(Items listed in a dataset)
# # # # # # #

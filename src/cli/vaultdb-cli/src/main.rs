//! vaultdb CLI - Inspect and migrate the encryption state of a vault database.

use std::path::PathBuf;
use std::sync::Arc;

use anyhow::{bail, Context, Result};
use clap::{Parser, Subcommand, ValueEnum};
use serde::Serialize;
use tracing::warn;
use tracing_subscriber::{layer::SubscriberExt, util::SubscriberInitExt};

use vaultdb_cipher::AccessError;
use vaultdb_crypto::DatabaseKey;
use vaultdb_keystore::{DatabaseKeyRepository, KeyStore, KEYSTORE_NAME};
use vaultdb_migration::config::{DEFAULT_DATABASE_NAME, DEFAULT_TEMP_DATABASE_NAME};
use vaultdb_migration::{DatabaseConfig, DatabaseEncryptionManager, EncryptionSetup, SetupOutcome};

// ============================================================================
// CLI Structure
// ============================================================================

#[derive(Parser)]
#[command(name = "vaultdb")]
#[command(about = "vaultdb CLI - Inspect and migrate the encryption state of a vault database")]
#[command(version)]
struct Cli {
    /// Directory holding the database and the key store
    #[arg(long, default_value = "./data", env = "VAULTDB_DATA_DIR")]
    data_dir: PathBuf,

    /// File name of the live database
    #[arg(long, default_value = DEFAULT_DATABASE_NAME, env = "VAULTDB_DATABASE_NAME")]
    database_name: String,

    /// File name of the temp database built by a migration
    #[arg(long, default_value = DEFAULT_TEMP_DATABASE_NAME, env = "VAULTDB_TEMP_DATABASE_NAME")]
    temp_database_name: String,

    /// Where the database keys are kept
    #[arg(long, value_enum, default_value_t = KeyStoreKind::Keyring, env = "VAULTDB_KEY_STORE")]
    key_store: KeyStoreKind,

    /// Service name of the keyring entries
    #[arg(long, default_value = "vaultdb", env = "VAULTDB_KEYRING_SERVICE")]
    keyring_service: String,

    #[command(subcommand)]
    command: Commands,
}

#[derive(Clone, Copy, ValueEnum)]
enum KeyStoreKind {
    /// OS credential store
    Keyring,
    /// keystore.db in the data directory, keys in clear (development only)
    File,
}

#[derive(Subcommand)]
enum Commands {
    /// Show database files, key slots and access state
    Status,
    /// Check whether a key opens the live database
    Check {
        /// Hex key to try (defaults to the active key)
        #[arg(long, conflicts_with = "plain")]
        key: Option<String>,
        /// Try opening the database as plaintext
        #[arg(long)]
        plain: bool,
    },
    /// Encrypt the database, or re-key it if it is already encrypted
    Encrypt {
        /// Hex key to use (a random key is generated if omitted)
        #[arg(long)]
        key: Option<String>,
        /// Build the temp database but leave promotion to `finish`
        #[arg(long)]
        no_finish: bool,
    },
    /// Decrypt the database back to plaintext
    Decrypt {
        /// Build the temp database but leave promotion to `finish`
        #[arg(long)]
        no_finish: bool,
    },
    /// Promote a pending temp database, or roll back an interrupted one
    Finish,
    /// Damage the pending temp database so the next promotion is canceled
    CorruptTemp,
    /// Print the stored keys (debug only)
    DumpKey,
}

// ============================================================================
// Output Types
// ============================================================================

#[derive(Serialize)]
#[serde(rename_all = "snake_case")]
enum AccessStatus {
    Ok,
    WrongKey,
    NotFound,
    Corrupted,
    Error,
}

#[derive(Serialize)]
struct StatusOutput {
    data_dir: String,
    database: String,
    database_exists: bool,
    migration_pending: bool,
    promotion_interrupted: bool,
    encrypted: bool,
    has_backup_key: bool,
    access: AccessStatus,
}

#[derive(Serialize)]
struct CheckOutput {
    plain: bool,
    access: AccessStatus,
}

#[derive(Serialize)]
struct MigrateOutput {
    started: bool,
    outcome: Option<&'static str>,
}

#[derive(Serialize)]
struct FinishOutput {
    outcome: &'static str,
}

#[derive(Serialize)]
struct KeyDump {
    key: Option<String>,
    backup_key: Option<String>,
}

// ============================================================================
// Vault Handle
// ============================================================================

/// Key store, manager and setup flow over one data directory.
struct Vault {
    config: DatabaseConfig,
    keys: Arc<dyn DatabaseKeyRepository>,
    manager: DatabaseEncryptionManager,
    setup: EncryptionSetup,
}

impl Vault {
    async fn open(cli: &Cli) -> Result<Self> {
        let config = DatabaseConfig {
            data_dir: cli.data_dir.clone(),
            database_name: cli.database_name.clone(),
            temp_database_name: cli.temp_database_name.clone(),
        };

        let keystore_file = format!("{KEYSTORE_NAME}.db");
        if [&config.database_name, &config.temp_database_name]
            .iter()
            .any(|name| **name == keystore_file)
        {
            bail!("{keystore_file} is reserved for the key store");
        }

        let keys: Arc<dyn DatabaseKeyRepository> = match cli.key_store {
            KeyStoreKind::Keyring => Arc::new(
                KeyStore::open_keyring(&cli.keyring_service)
                    .await
                    .context("Failed to open keyring")?,
            ),
            KeyStoreKind::File => {
                warn!("Using the file key store, keys are kept in clear");
                Arc::new(
                    KeyStore::open(&config.data_dir)
                        .await
                        .context("Failed to open key store")?,
                )
            }
        };

        let manager = DatabaseEncryptionManager::new(config.clone(), Arc::clone(&keys))
            .context("Invalid database configuration")?;
        let setup = EncryptionSetup::new(manager.clone(), Arc::clone(&keys));

        Ok(Self {
            config,
            keys,
            manager,
            setup,
        })
    }

    async fn access(&self, key: Option<&DatabaseKey>) -> AccessStatus {
        match self.manager.check_database_access(key).await {
            Ok(()) => AccessStatus::Ok,
            Err(AccessError::WrongKey) => AccessStatus::WrongKey,
            Err(AccessError::NotFound) => AccessStatus::NotFound,
            Err(AccessError::Corrupted(_)) => AccessStatus::Corrupted,
            Err(e) => {
                warn!(error = %e, "Access check failed");
                AccessStatus::Error
            }
        }
    }
}

fn parse_key(hex_key: &str) -> Result<DatabaseKey> {
    DatabaseKey::from_hex(hex_key).context("Invalid key: expected 64 hex characters")
}

fn outcome_label(outcome: SetupOutcome) -> &'static str {
    match outcome {
        SetupOutcome::Noop => "noop",
        SetupOutcome::Success => "success",
        SetupOutcome::Canceled => "canceled",
    }
}

fn print_json<T: Serialize>(value: &T) -> Result<()> {
    println!("{}", serde_json::to_string_pretty(value)?);
    Ok(())
}

// ============================================================================
// Commands
// ============================================================================

async fn cmd_status(vault: &Vault) -> Result<()> {
    let key = vault.keys.key().await?;
    let backup_key = vault.keys.backup_key().await?;

    let database = vault.config.database_path();
    let output = StatusOutput {
        data_dir: vault.config.data_dir().display().to_string(),
        database: database.display().to_string(),
        database_exists: tokio::fs::try_exists(&database).await?,
        migration_pending: tokio::fs::try_exists(vault.config.temp_database_path()).await?,
        promotion_interrupted: vault.config.backup_set().main_exists().await?,
        encrypted: key.is_some(),
        has_backup_key: backup_key.is_some(),
        access: vault.access(key.as_ref()).await,
    };

    print_json(&output)
}

async fn cmd_check(vault: &Vault, key: Option<String>, plain: bool) -> Result<()> {
    let key = match (key, plain) {
        (Some(hex_key), _) => Some(parse_key(&hex_key)?),
        (None, true) => None,
        (None, false) => vault.keys.key().await?,
    };

    let output = CheckOutput {
        plain: key.is_none(),
        access: vault.access(key.as_ref()).await,
    };

    print_json(&output)
}

async fn cmd_migrate(vault: &Vault, new_key: Option<DatabaseKey>, no_finish: bool) -> Result<()> {
    let started = vault
        .setup
        .start(new_key)
        .await
        .context("Failed to build the temp database")?;

    let outcome = if started && !no_finish {
        Some(outcome_label(finish(vault).await?))
    } else {
        None
    };

    print_json(&MigrateOutput { started, outcome })
}

async fn cmd_finish(vault: &Vault) -> Result<()> {
    let outcome = finish(vault).await?;
    print_json(&FinishOutput {
        outcome: outcome_label(outcome),
    })
}

async fn finish(vault: &Vault) -> Result<SetupOutcome> {
    vault
        .setup
        .finish()
        .await
        .context("Failed to finish the migration")
}

async fn cmd_corrupt_temp(vault: &Vault) -> Result<()> {
    let path = vault.config.temp_database_path();
    if !tokio::fs::try_exists(&path).await? {
        bail!("No temp database at {}", path.display());
    }

    let mut bytes = tokio::fs::read(&path)
        .await
        .with_context(|| format!("Failed to read {}", path.display()))?;
    for byte in bytes.iter_mut().take(1024) {
        *byte ^= 0xFF;
    }
    tokio::fs::write(&path, bytes)
        .await
        .with_context(|| format!("Failed to write {}", path.display()))?;

    warn!(path = %path.display(), "Temp database corrupted");
    println!("Corrupted {}", path.display());
    Ok(())
}

async fn cmd_dump_key(vault: &Vault) -> Result<()> {
    warn!("Printing database keys in clear");

    let key = vault.keys.key().await?;
    let backup_key = vault.keys.backup_key().await?;

    print_json(&KeyDump {
        key: key.map(|k| k.to_hex().to_string()),
        backup_key: backup_key.map(|k| k.to_hex().to_string()),
    })
}

// ============================================================================
// Main
// ============================================================================

#[tokio::main]
async fn main() -> Result<()> {
    tracing_subscriber::registry()
        .with(tracing_subscriber::fmt::layer().with_writer(std::io::stderr))
        .with(tracing_subscriber::EnvFilter::from_default_env())
        .init();

    let cli = Cli::parse();
    let vault = Vault::open(&cli).await?;

    match cli.command {
        Commands::Status => cmd_status(&vault).await,
        Commands::Check { key, plain } => cmd_check(&vault, key, plain).await,
        Commands::Encrypt { key, no_finish } => {
            let key = match key {
                Some(hex_key) => parse_key(&hex_key)?,
                None => DatabaseKey::generate(),
            };
            cmd_migrate(&vault, Some(key), no_finish).await
        }
        Commands::Decrypt { no_finish } => cmd_migrate(&vault, None, no_finish).await,
        Commands::Finish => cmd_finish(&vault).await,
        Commands::CorruptTemp => cmd_corrupt_temp(&vault).await,
        Commands::DumpKey => cmd_dump_key(&vault).await,
    }
}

# # # # # # #

**WORK REQUIRED**
From the line containing "let key = match key" down to the final line of the data, write out every line exactly; both the first and last of these belong in your answer, and nothing else does.

**ANSWER**
            let key = match key {
                Some(hex_key) => parse_key(&hex_key)?,
                None => DatabaseKey::generate(),
            };
            cmd_migrate(&vault, Some(key), no_finish).await
        }
        Commands::Decrypt { no_finish } => cmd_migrate(&vault, None, no_finish).await,
        Commands::Finish => cmd_finish(&vault).await,
        Commands::CorruptTemp => cmd_corrupt_temp(&vault).await,
        Commands::DumpKey => cmd_dump_key(&vault).await,
    }
}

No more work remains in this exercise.